The leadership shown by President Biden is commendable and provides a much-needed boost to the global efforts to rapidly expand access to vaccines, scale up diagnostic testing and expand supplies of oxygen and other life-saving tools in all countries – especially the most vulnerable. Sustained high-level commitment is needed if we are going to overcome the COVID-19 pandemic.
The commitments made at the Summit offer the promise of reaching the targets that the World Health Organization and its partners have set to vaccinate 40% of the population of all countries by the end of 2021 and 70% by the middle of next year.
To reach this year’s target, we need 2 billion doses for low- and lower- middle income countries now. To quote President Biden, “we can do this.”

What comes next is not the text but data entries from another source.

use ratatui::{
    layout::{Constraint, Direction, Layout, Rect},
    style::{Color, Modifier, Style},
    text::{Line, Span},
    widgets::{Block, Borders, Cell, Gauge, List, ListItem, Paragraph, Row, Table},
    Frame,
};

use crate::analysis::report::format_metric;

use super::state::{InputField, ScreenerState};

/// Render the whole screener view
pub fn render(f: &mut Frame, state: &ScreenerState) {
    let error_count = state
        .report
        .as_ref()
        .map(|r| r.errors.len())
        .unwrap_or(0);
    let errors_height = if error_count > 0 {
        (error_count as u16 + 2).min(8)
    } else {
        0
    };

    let chunks = Layout::default()
        .direction(Direction::Vertical)
        .constraints([
            Constraint::Length(5),             // Criteria inputs
            Constraint::Length(3),             // Progress / notices
            Constraint::Min(0),                // Results table
            Constraint::Length(errors_height), // Failed tickers
            Constraint::Length(3),             // Summary + key help
        ])
        .split(f.area());

    render_inputs(f, state, chunks[0]);
    render_progress(f, state, chunks[1]);
    render_results(f, state, chunks[2]);
    if errors_height > 0 {
        render_errors(f, state, chunks[3]);
    }
    render_status_bar(f, state, chunks[4]);
}

fn input_line<'a>(label: &'a str, value: &'a str, focused: bool) -> Line<'a> {
    let marker = if focused { "▸ " } else { "  " };
    let value_style = if focused {
        Style::default().fg(Color::Yellow).add_modifier(Modifier::BOLD)
    } else {
        Style::default().fg(Color::White)
    };

    Line::from(vec![
        Span::styled(marker, Style::default().fg(Color::Yellow)),
        Span::styled(label, Style::default().fg(Color::Gray)),
        Span::styled(value, value_style),
        if focused {
            Span::styled("█", Style::default().fg(Color::Yellow))
        } else {
            Span::raw("")
        },
    ])
}

fn render_inputs(f: &mut Frame, state: &ScreenerState, area: Rect) {
    let lines = vec![
        input_line(
            "Tickers (comma-separated): ",
            &state.ticker_input,
            state.focused == InputField::Tickers,
        ),
        input_line(
            "Min Revenue Growth (%):    ",
            &state.min_revenue_input,
            state.focused == InputField::MinRevenueGrowth,
        ),
        input_line(
            "Min Earnings Growth (%):   ",
            &state.min_earnings_input,
            state.focused == InputField::MinEarningsGrowth,
        ),
    ];

    let title = format!(
        "📈 Growth Stock Screener (show all: {})",
        if state.show_all { "on" } else { "off" }
    );
    let paragraph = Paragraph::new(lines)
        .block(Block::default().borders(Borders::ALL).title(title));

    f.render_widget(paragraph, area);
}

fn render_progress(f: &mut Frame, state: &ScreenerState, area: Rect) {
    if state.running {
        let (completed, total, ticker) = state
            .progress
            .clone()
            .unwrap_or((0, 0, String::new()));
        let ratio = if total > 0 {
            completed as f64 / total as f64
        } else {
            0.0
        };
        let label = if total > 0 {
            format!("{}/{}: {}", completed, total, ticker)
        } else {
            "Starting...".to_string()
        };

        let gauge = Gauge::default()
            .block(Block::default().borders(Borders::ALL).title("Screening"))
            .gauge_style(Style::default().fg(Color::Green))
            .ratio(ratio)
            .label(label);
        f.render_widget(gauge, area);
        return;
    }

    let mut notices: Vec<Span> = Vec::new();
    if let Some(report) = &state.report {
        if report.filter_fell_back {
            notices.push(Span::styled(
                "No stocks met the criteria, showing all results. ",
                Style::default().fg(Color::Yellow),
            ));
        }
    }
    if let Some(status) = &state.status {
        notices.push(Span::styled(
            status.clone(),
            Style::default().fg(Color::Gray),
        ));
    }
    if notices.is_empty() {
        notices.push(Span::styled(
            "Press Enter to screen",
            Style::default().fg(Color::Gray),
        ));
    }

    let paragraph = Paragraph::new(Line::from(notices))
        .block(Block::default().borders(Borders::ALL));
    f.render_widget(paragraph, area);
}

fn render_results(f: &mut Frame, state: &ScreenerState, area: Rect) {
    let Some(report) = &state.report else {
        let paragraph = Paragraph::new(vec![
            Line::from(""),
            Line::from("Enter tickers above and press Enter to screen for"),
            Line::from("revenue and earnings growth."),
        ])
        .block(Block::default().borders(Borders::ALL).title("Results"))
        .style(Style::default().fg(Color::Gray));
        f.render_widget(paragraph, area);
        return;
    };

    let header = Row::new(vec![
        "Ticker",
        "Company",
        "Sector",
        "Mkt Cap (B)",
        "P/E",
        "Rev Growth %",
        "Earn Growth %",
        "Meets",
    ])
    .style(Style::default().fg(Color::Cyan).add_modifier(Modifier::BOLD));

    let rows: Vec<Row> = report
        .displayed
        .iter()
        .map(|record| {
            let meets_cell = if record.meets_criteria {
                Cell::from("✔").style(Style::default().fg(Color::Green))
            } else {
                Cell::from("✘").style(Style::default().fg(Color::Red))
            };

            Row::new(vec![
                Cell::from(record.ticker.clone()),
                Cell::from(record.company_name.clone()),
                Cell::from(record.sector.clone().unwrap_or_else(|| "N/A".to_string())),
                Cell::from(format_metric(record.market_cap_billions)),
                Cell::from(format_metric(record.pe_ratio)),
                Cell::from(format_metric(record.revenue_growth_pct)),
                Cell::from(format_metric(record.earnings_growth_pct)),
                meets_cell,
            ])
        })
        .collect();

    let widths = [
        Constraint::Length(8),
        Constraint::Min(20),
        Constraint::Length(18),
        Constraint::Length(12),
        Constraint::Length(8),
        Constraint::Length(13),
        Constraint::Length(14),
        Constraint::Length(6),
    ];

    let title = format!("Results ({} shown)", report.displayed.len());
    let table = Table::new(rows, widths)
        .header(header)
        .block(Block::default().borders(Borders::ALL).title(title));

    f.render_widget(table, area);
}

fn render_errors(f: &mut Frame, state: &ScreenerState, area: Rect) {
    let Some(report) = &state.report else {
        return;
    };

    let items: Vec<ListItem> = report
        .errors
        .iter()
        .map(|record| {
            ListItem::new(format!(
                "{}: {}",
                record.ticker,
                record.error.as_deref().unwrap_or("unknown error")
            ))
            .style(Style::default().fg(Color::Red))
        })
        .collect();

    let list = List::new(items).block(
        Block::default()
            .borders(Borders::ALL)
            .title(format!("⚠ Failed tickers ({})", report.errors.len())),
    );
    f.render_widget(list, area);
}

fn render_status_bar(f: &mut Frame, state: &ScreenerState, area: Rect) {
    let summary = state
        .report
        .as_ref()
        .map(|report| {
            format!(
                "Analyzed: {} • Meeting criteria: {} • Avg rev growth: {} • Avg earn growth: {}  |  ",
                report.summary.total_analyzed,
                report.summary.meeting_criteria,
                format_metric(report.summary.avg_revenue_growth),
                format_metric(report.summary.avg_earnings_growth),
            )
        })
        .unwrap_or_default();

    let line = Line::from(vec![
        Span::styled(summary, Style::default().fg(Color::White)),
        Span::styled("Tab", Style::default().fg(Color::Yellow).add_modifier(Modifier::BOLD)),
        Span::styled(" field • ", Style::default().fg(Color::Gray)),
        Span::styled("Enter", Style::default().fg(Color::Green).add_modifier(Modifier::BOLD)),
        Span::styled(" screen • ", Style::default().fg(Color::Gray)),
        Span::styled("Ctrl-A", Style::default().fg(Color::Yellow).add_modifier(Modifier::BOLD)),
        Span::styled(" show all • ", Style::default().fg(Color::Gray)),
        Span::styled("Ctrl-E", Style::default().fg(Color::Yellow).add_modifier(Modifier::BOLD)),
        Span::styled(" export • ", Style::default().fg(Color::Gray)),
        Span::styled("Esc", Style::default().fg(Color::Red).add_modifier(Modifier::BOLD)),
        Span::styled(" quit", Style::default().fg(Color::Gray)),
    ]);

    let paragraph = Paragraph::new(line).block(Block::default().borders(Borders::ALL));
    f.render_widget(paragraph, area);
}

But vaccines alone will not defeat the pandemic. The Summit also underscored the need for action on all fronts to rapidly scale up testing and sequencing, and access to oxygen, PPE and more. The Summit also included a discussion on the steps needed to prevent and better prepare for the next pandemic.

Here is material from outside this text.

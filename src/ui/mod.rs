pub mod app;
pub mod state;
pub mod view;

pub use app::{run_app, ScreenerApp};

The following five actions, in particular, must be at the heart of the world’s common drive to keep people safe, serve the vulnerable and promote health:
- Meeting the #COVID-19 vaccines targets to, in turn, address vaccine inequity, which represents the greatest impediment to ending the pandemic.
- Fully and flexibly funding global needs to respond to the pandemic. This includes the Access to COVID-19 Tools (ACT) Accelerator to ensure access to vaccines, through COVAX, diagnostics, treatments and PPE to countries in need. Only 50% of the ACT-Accelerator’s funding needs have been pledged, and even less released. Fully financing this initiative for 2021 would require less than 0.1% of what governments have been spending on stimulus packages. In addition, the WHO Strategic Preparedness and Response Plan requires US$1 billion to support countries to implement these tools and the public health measures needed to respond to COVID-19. It’s particularly important that funders provide unearmarked and flexible support so resources can be used where, when and how they are needed to save lives.

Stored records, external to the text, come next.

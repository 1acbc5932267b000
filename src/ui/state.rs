use crate::analysis::{build_report, ScreeningReport};
use crate::models::{ScreeningCriteria, TickerRecord};

/// Updates streamed from the background screening task into the draw loop
#[derive(Debug)]
pub enum ScreenUpdate {
    Progress {
        completed: usize,
        total: usize,
        ticker: String,
    },
    Finished {
        records: Vec<TickerRecord>,
    },
}

/// Which input line currently receives keystrokes
#[derive(Debug, Clone, Copy, PartialEq)]
pub enum InputField {
    Tickers,
    MinRevenueGrowth,
    MinEarningsGrowth,
}

impl InputField {
    pub fn next(self) -> Self {
        match self {
            Self::Tickers => Self::MinRevenueGrowth,
            Self::MinRevenueGrowth => Self::MinEarningsGrowth,
            Self::MinEarningsGrowth => Self::Tickers,
        }
    }

    pub fn previous(self) -> Self {
        match self {
            Self::Tickers => Self::MinEarningsGrowth,
            Self::MinRevenueGrowth => Self::Tickers,
            Self::MinEarningsGrowth => Self::MinRevenueGrowth,
        }
    }
}

/// All mutable TUI state. The previous run's ticker input is passed in
/// explicitly rather than read from any ambient global.
pub struct ScreenerState {
    pub ticker_input: String,
    pub min_revenue_input: String,
    pub min_earnings_input: String,
    pub show_all: bool,
    pub focused: InputField,
    pub running: bool,
    /// (completed, total, last finished ticker) while a run is active
    pub progress: Option<(usize, usize, String)>,
    pub records: Vec<TickerRecord>,
    pub report: Option<ScreeningReport>,
    pub status: Option<String>,
}

impl ScreenerState {
    pub fn new(previous_tickers: &str, criteria: &ScreeningCriteria) -> Self {
        Self {
            ticker_input: previous_tickers.to_string(),
            min_revenue_input: format!("{}", criteria.min_revenue_growth),
            min_earnings_input: format!("{}", criteria.min_earnings_growth),
            show_all: criteria.show_all,
            focused: InputField::Tickers,
            running: false,
            progress: None,
            records: Vec::new(),
            report: None,
            status: None,
        }
    }

    pub fn focused_input_mut(&mut self) -> &mut String {
        match self.focused {
            InputField::Tickers => &mut self.ticker_input,
            InputField::MinRevenueGrowth => &mut self.min_revenue_input,
            InputField::MinEarningsGrowth => &mut self.min_earnings_input,
        }
    }

    /// Parse the threshold inputs into screening criteria.
    /// Returns a user-facing validation message on bad input.
    pub fn criteria(&self) -> Result<ScreeningCriteria, String> {
        let min_revenue_growth = self
            .min_revenue_input
            .trim()
            .parse::<f64>()
            .map_err(|_| format!("Invalid revenue growth threshold: '{}'", self.min_revenue_input))?;
        let min_earnings_growth = self
            .min_earnings_input
            .trim()
            .parse::<f64>()
            .map_err(|_| {
                format!("Invalid earnings growth threshold: '{}'", self.min_earnings_input)
            })?;

        Ok(ScreeningCriteria {
            min_revenue_growth,
            min_earnings_growth,
            show_all: self.show_all,
        })
    }

    /// Fold a background update into the state
    pub fn apply_update(&mut self, update: ScreenUpdate) {
        match update {
            ScreenUpdate::Progress {
                completed,
                total,
                ticker,
            } => {
                self.progress = Some((completed, total, ticker));
            }
            ScreenUpdate::Finished { records } => {
                self.records = records;
                self.rebuild_report();
                self.running = false;
                self.progress = None;
                self.status = Some(format!(
                    "Screened {} tickers ({} failed)",
                    self.records.len(),
                    self.records.iter().filter(|r| r.is_error()).count()
                ));
            }
        }
    }

    /// Recompute the presentation view after a run or a show-all toggle
    pub fn rebuild_report(&mut self) {
        if self.records.is_empty() {
            self.report = None;
        } else {
            self.report = Some(build_report(&self.records, self.show_all));
        }
    }

    pub fn toggle_show_all(&mut self) {
        self.show_all = !self.show_all;
        self.rebuild_report();
    }
}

- Financing for future emergencies to remedy the chronic underinvestment in health emergency preparedness and response as well as health systems resilience. WHO is committed to working with the process led by the G20 Presidency to create a board for health threats financing that will prepare the world for the next pandemic and others emergencies to come, and be linked with new financial mechanism to support needed strengthening. Such new platforms must not duplicate existing systems but strengthen – not further fracture – the global public health ecosystem. As I said at the Summit, we need a stronger, sustainably financed and empowered WHO at the centre of the global health architecture.
- A global commitment to preparedness and response in the form of an international agreement, compact or treaty that guarantees highest level political commitment for strengthening global collaboration on preventing and addressing pandemics and epidemics. This must be co-owned by all countries, rich and poor, big and small, not by a subset. It must ensure sharing of the materials needed to do this work, from financial resources and data, to vaccines, tests, treatments, other technologies and PPE. Nations of the world have the chance to breathe life into such a commitment at a Special Session of the World Health Assembly starting on 29 November.
- A concerted campaign to defeat misinformation and disinformation on all fronts of the COVID-19 response, from the safety of vaccines to public health measures that save lives. The relentless torrent of malicious and inaccurate information is a major driver of the continued potency of the pandemic.
I am grateful for the commitments made by leaders who joined this week’s summit.
But it is clear that commitments alone won’t save lives, stop transmission, immunize people, scale up manufacturing capacity, and ready the world to prevent future health emergencies.
What is needed now – finally – is for commitments to turn into immediate actions to equitably end the pandemic.